- _Exercise aim_: In the records below, the line with "async fn read_descriptor(&self, torrent_file: &Path)" opens the range and the line with "pub fn parse_descriptor(document: &str, torrent_file: &Path)" closes it; print that range exactly and nothing else.

- _Material for this task_:
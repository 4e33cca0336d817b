//! Error classification for the command line.

use std::fmt::{self, Display, Formatter};

use reseed_core::ImportError;

/// Errors surfaced to the user, grouped by exit code.
#[derive(Debug)]
pub(crate) enum CliError {
    Validation(String),
    Unlocated(anyhow::Error),
    Failure(anyhow::Error),
}

/// Convenience alias for functions returning a `CliError`.
pub(crate) type CliResult<T> = Result<T, CliError>;

impl CliError {
    pub(crate) fn validation(message: impl Into<String>) -> Self {
        Self::Validation(message.into())
    }

    pub(crate) fn failure(error: impl Into<anyhow::Error>) -> Self {
        Self::Failure(error.into())
    }

    pub(crate) const fn exit_code(&self) -> i32 {
        match self {
            Self::Validation(_) => 2,
            Self::Failure(_) => 3,
            Self::Unlocated(_) => 4,
        }
    }

    pub(crate) fn display_message(&self) -> String {
        match self {
            Self::Validation(message) => message.clone(),
            Self::Unlocated(error) | Self::Failure(error) => format!("{error:#}"),
        }
    }
}

impl From<ImportError> for CliError {
    fn from(error: ImportError) -> Self {
        if error.is_unlocated() {
            Self::Unlocated(error.into())
        } else {
            Self::Failure(error.into())
        }
    }
}

impl Display for CliError {
    fn fmt(&self, formatter: &mut Formatter<'_>) -> fmt::Result {
        formatter.write_str("cli error")
    }
}

impl std::error::Error for CliError {}
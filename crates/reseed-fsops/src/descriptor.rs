//! Torrent descriptor reader backed by the `torrent-info` helper.
//!
//! The helper prints one JSON document shaped as
//! `{"info_hash": "...", "torrent": {"info": {"name": "...", "files": null | [{"path": [...]}]}}}`.
//! Unknown fields are ignored.

use std::path::Path;

use async_trait::async_trait;
use reseed_core::{DescriptorReader, FileEntry, InfoHash, TorrentDescriptor};
use serde::Deserialize;
use tracing::{debug, info};

use crate::command::HelperCommand;
use crate::error::{FsOpsError, FsOpsResult};

/// Program run when no override is configured.
pub const DEFAULT_TORRENT_INFO_PROGRAM: &str = "torrent-info";

#[derive(Debug, Deserialize)]
struct TorrentInfoDocument {
    info_hash: String,
    torrent: TorrentSection,
}

#[derive(Debug, Deserialize)]
struct TorrentSection {
    info: InfoSection,
}

#[derive(Debug, Deserialize)]
struct InfoSection {
    name: String,
    #[serde(default)]
    files: Option<Vec<FileSection>>,
}

#[derive(Debug, Deserialize)]
struct FileSection {
    path: Vec<String>,
}

/// Reads descriptors by running `torrent-info <file>`.
#[derive(Debug, Clone)]
pub struct TorrentInfoReader {
    helper: HelperCommand,
}

impl Default for TorrentInfoReader {
    fn default() -> Self {
        Self::new(HelperCommand::new(DEFAULT_TORRENT_INFO_PROGRAM))
    }
}

impl TorrentInfoReader {
    /// Reader over a specific helper command.
    #[must_use]
    pub const fn new(helper: HelperCommand) -> Self {
        Self { helper }
    }

    /// Run the helper and parse its output.
    ///
    /// Any stderr output is treated as failure, as is a non-zero exit.
    ///
    /// # Errors
    ///
    /// Returns an [`FsOpsError`] when the helper fails or prints something
    /// other than a well-formed descriptor.
    pub async fn read(&self, torrent_file: &Path) -> FsOpsResult<TorrentDescriptor> {
        let program = self.helper.program();
        info!(program = %program.display(), torrent = %torrent_file.display(), "reading torrent descriptor");
        let output = self.helper.output([torrent_file]).await?;

        if !output.status.success() || !output.stderr_text().is_empty() {
            return Err(output.failure(program));
        }

        let stdout = output.stdout_text(program)?;
        parse_descriptor(&stdout, torrent_file)
    }
}

#[async_trait]
impl DescriptorReader for TorrentInfoReader {
    async fn read_descriptor(&self, torrent_file: &Path) -> anyhow::Result<TorrentDescriptor> {
        Ok(self.read(torrent_file).await?)
    }
}

/// Parse the helper's JSON document.
///
/// # Errors
///
/// Returns [`FsOpsError::Json`] for malformed documents and
/// [`FsOpsError::InfoHash`] for unusable info hashes.
pub fn parse_descriptor(document: &str, torrent_file: &Path) -> FsOpsResult<TorrentDescriptor> {
    let parsed: TorrentInfoDocument =
        serde_json::from_str(document).map_err(|source| FsOpsError::Json {
            path: torrent_file.to_path_buf(),
            source,
        })?;
    debug!(info = ?parsed.torrent.info, "torrent info");

    let info_hash = InfoHash::parse(&parsed.info_hash).map_err(|source| FsOpsError::InfoHash {
        path: torrent_file.to_path_buf(),
        source,
    })?;
    let info = parsed.torrent.info;

    Ok(TorrentDescriptor {
        info_hash,
        name: info.name,
        files: info.files.map(|files| {
            files
                .into_iter()
                .map(|file| FileEntry { path: file.path })
                .collect()
        }),
    })
}
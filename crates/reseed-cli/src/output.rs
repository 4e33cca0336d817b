//! Output renderers for the import result.

use std::fmt::Write as _;

use anyhow::anyhow;
use reseed_core::ImportOutcome;

use crate::cli::OutputFormat;
use crate::error::{CliError, CliResult};

pub(crate) fn render_outcome(outcome: &ImportOutcome, format: OutputFormat) -> CliResult<()> {
    print!("{}", format_outcome(outcome, format)?);
    Ok(())
}

pub(crate) fn format_outcome(outcome: &ImportOutcome, format: OutputFormat) -> CliResult<String> {
    match format {
        OutputFormat::Json => {
            let text = serde_json::to_string_pretty(outcome)
                .map_err(|err| CliError::failure(anyhow!("failed to format JSON: {err}")))?;
            Ok(format!("{text}\n"))
        }
        OutputFormat::Table => Ok(format_table(outcome)),
    }
}

fn format_table(outcome: &ImportOutcome) -> String {
    let mut out = String::new();
    match outcome {
        ImportOutcome::AlreadyAdded { info_hash } => {
            let _ = writeln!(out, "already added: {info_hash}");
        }
        ImportOutcome::Added {
            torrent_id,
            location,
            status,
        } => {
            let _ = writeln!(out, "added: {torrent_id}");
            let _ = writeln!(out, "location: {}", location.download_location);
            if let Some(rename) = &location.rename {
                let _ = writeln!(out, "renamed: {} -> {}", rename.from, rename.to);
            }
            if let Some(status) = status {
                if let Some(name) = &status.name {
                    let _ = writeln!(out, "name: {name}");
                }
                if let Some(save_path) = &status.save_path {
                    let _ = writeln!(out, "save path: {save_path}");
                }
            }
        }
    }
    out
}

#[cfg(test)]
mod tests {
    use reseed_core::{FolderRename, ResolvedLocation, TorrentStatus};
    use reseed_test_support::fixtures::{SAMPLE_INFO_HASH, sample_info_hash};

    use super::*;

    fn added() -> ImportOutcome {
        ImportOutcome::Added {
            torrent_id: "deadbeef".to_string(),
            location: ResolvedLocation {
                download_location: "/data/music".to_string(),
                rename: Some(FolderRename {
                    from: "Album".to_string(),
                    to: "Album (2001)".to_string(),
                }),
            },
            status: Some(TorrentStatus {
                name: Some("Album".to_string()),
                save_path: Some("/data/music".to_string()),
            }),
        }
    }

    #[test]
    fn table_lists_added_details() {
        let text = format_outcome(&added(), OutputFormat::Table).expect("format");
        assert_eq!(
            text,
            "added: deadbeef\nlocation: /data/music\nrenamed: Album -> Album (2001)\nname: Album\nsave path: /data/music\n"
        );
    }

    #[test]
    fn table_reports_already_added() {
        let outcome = ImportOutcome::AlreadyAdded {
            info_hash: sample_info_hash(),
        };
        let text = format_outcome(&outcome, OutputFormat::Table).expect("format");
        assert_eq!(text, format!("already added: {SAMPLE_INFO_HASH}\n"));
    }

    #[test]
    fn json_is_tagged_by_outcome() {
        let text = format_outcome(&added(), OutputFormat::Json).expect("format");
        let value: serde_json::Value = serde_json::from_str(&text).expect("json");
        assert_eq!(value["outcome"], "added");
        assert_eq!(value["torrent_id"], "deadbeef");
        assert_eq!(value["location"]["rename"]["to"], "Album (2001)");
    }
}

- _Exercise solution_:
    async fn read_descriptor(&self, torrent_file: &Path) -> anyhow::Result<TorrentDescriptor> {
        Ok(self.read(torrent_file).await?)
    }
}

/// Parse the helper's JSON document.
///
/// # Errors
///
/// Returns [`FsOpsError::Json`] for malformed documents and
/// [`FsOpsError::InfoHash`] for unusable info hashes.
pub fn parse_descriptor(document: &str, torrent_file: &Path) -> FsOpsResult<TorrentDescriptor> {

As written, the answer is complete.